Provided records:
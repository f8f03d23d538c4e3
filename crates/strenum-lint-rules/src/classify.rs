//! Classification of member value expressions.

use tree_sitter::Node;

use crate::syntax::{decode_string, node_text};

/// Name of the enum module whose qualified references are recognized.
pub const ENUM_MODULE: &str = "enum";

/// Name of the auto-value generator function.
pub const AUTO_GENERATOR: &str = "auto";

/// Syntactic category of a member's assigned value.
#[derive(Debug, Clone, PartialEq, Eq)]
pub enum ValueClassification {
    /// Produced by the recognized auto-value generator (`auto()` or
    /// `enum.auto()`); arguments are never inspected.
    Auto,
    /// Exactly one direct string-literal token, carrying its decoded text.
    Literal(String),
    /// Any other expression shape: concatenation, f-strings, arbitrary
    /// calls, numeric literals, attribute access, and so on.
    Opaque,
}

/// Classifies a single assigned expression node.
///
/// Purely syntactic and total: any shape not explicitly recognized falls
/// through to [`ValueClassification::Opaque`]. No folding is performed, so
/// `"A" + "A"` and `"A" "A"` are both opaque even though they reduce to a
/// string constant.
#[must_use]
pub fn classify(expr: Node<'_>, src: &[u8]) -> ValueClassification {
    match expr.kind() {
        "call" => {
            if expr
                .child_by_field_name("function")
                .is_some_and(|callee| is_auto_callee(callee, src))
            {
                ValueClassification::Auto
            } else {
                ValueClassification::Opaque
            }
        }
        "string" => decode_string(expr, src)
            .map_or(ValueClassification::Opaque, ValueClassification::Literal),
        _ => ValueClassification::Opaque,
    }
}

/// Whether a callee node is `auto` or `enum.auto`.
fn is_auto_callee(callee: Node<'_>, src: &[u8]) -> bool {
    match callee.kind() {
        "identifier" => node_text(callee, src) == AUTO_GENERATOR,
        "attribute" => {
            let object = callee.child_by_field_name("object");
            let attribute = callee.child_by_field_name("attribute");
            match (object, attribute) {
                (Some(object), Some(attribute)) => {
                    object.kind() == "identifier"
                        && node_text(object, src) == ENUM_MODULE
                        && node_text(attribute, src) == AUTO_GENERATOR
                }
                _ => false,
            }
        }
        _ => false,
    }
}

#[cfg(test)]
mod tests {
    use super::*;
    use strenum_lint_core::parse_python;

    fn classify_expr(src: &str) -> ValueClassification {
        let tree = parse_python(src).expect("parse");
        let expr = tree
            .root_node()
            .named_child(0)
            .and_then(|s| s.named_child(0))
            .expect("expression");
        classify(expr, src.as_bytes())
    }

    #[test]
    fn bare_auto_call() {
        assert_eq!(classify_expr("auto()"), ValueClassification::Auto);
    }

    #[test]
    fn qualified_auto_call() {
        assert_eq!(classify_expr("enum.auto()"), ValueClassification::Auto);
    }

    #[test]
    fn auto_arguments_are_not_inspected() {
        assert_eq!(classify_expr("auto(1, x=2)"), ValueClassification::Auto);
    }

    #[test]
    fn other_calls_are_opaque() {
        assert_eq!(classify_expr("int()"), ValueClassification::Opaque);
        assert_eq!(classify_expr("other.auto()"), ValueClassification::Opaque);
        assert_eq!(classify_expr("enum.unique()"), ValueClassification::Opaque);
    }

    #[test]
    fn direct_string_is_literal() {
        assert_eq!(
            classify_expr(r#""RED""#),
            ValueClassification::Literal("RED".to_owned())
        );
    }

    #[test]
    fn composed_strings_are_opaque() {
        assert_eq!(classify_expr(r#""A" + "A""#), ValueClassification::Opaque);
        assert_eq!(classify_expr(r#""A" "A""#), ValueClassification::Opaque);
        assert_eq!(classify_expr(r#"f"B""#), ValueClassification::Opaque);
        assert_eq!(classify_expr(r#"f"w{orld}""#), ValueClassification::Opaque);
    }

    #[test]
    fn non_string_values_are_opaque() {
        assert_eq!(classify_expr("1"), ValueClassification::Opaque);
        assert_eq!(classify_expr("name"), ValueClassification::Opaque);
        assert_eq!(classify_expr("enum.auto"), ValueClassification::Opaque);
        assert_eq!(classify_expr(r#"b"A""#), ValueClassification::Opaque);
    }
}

Task details: Your answer should be the lines of the listing above between the line holding "fn is_auto_callee(callee: Node<'_>, src: &[u8])" and the line holding "src) == ENUM_MODULE", inclusive, restated word for word and alone.

Task response:
fn is_auto_callee(callee: Node<'_>, src: &[u8]) -> bool {
    match callee.kind() {
        "identifier" => node_text(callee, src) == AUTO_GENERATOR,
        "attribute" => {
            let object = callee.child_by_field_name("object");
            let attribute = callee.child_by_field_name("attribute");
            match (object, attribute) {
                (Some(object), Some(attribute)) => {
                    object.kind() == "identifier"
                        && node_text(object, src) == ENUM_MODULE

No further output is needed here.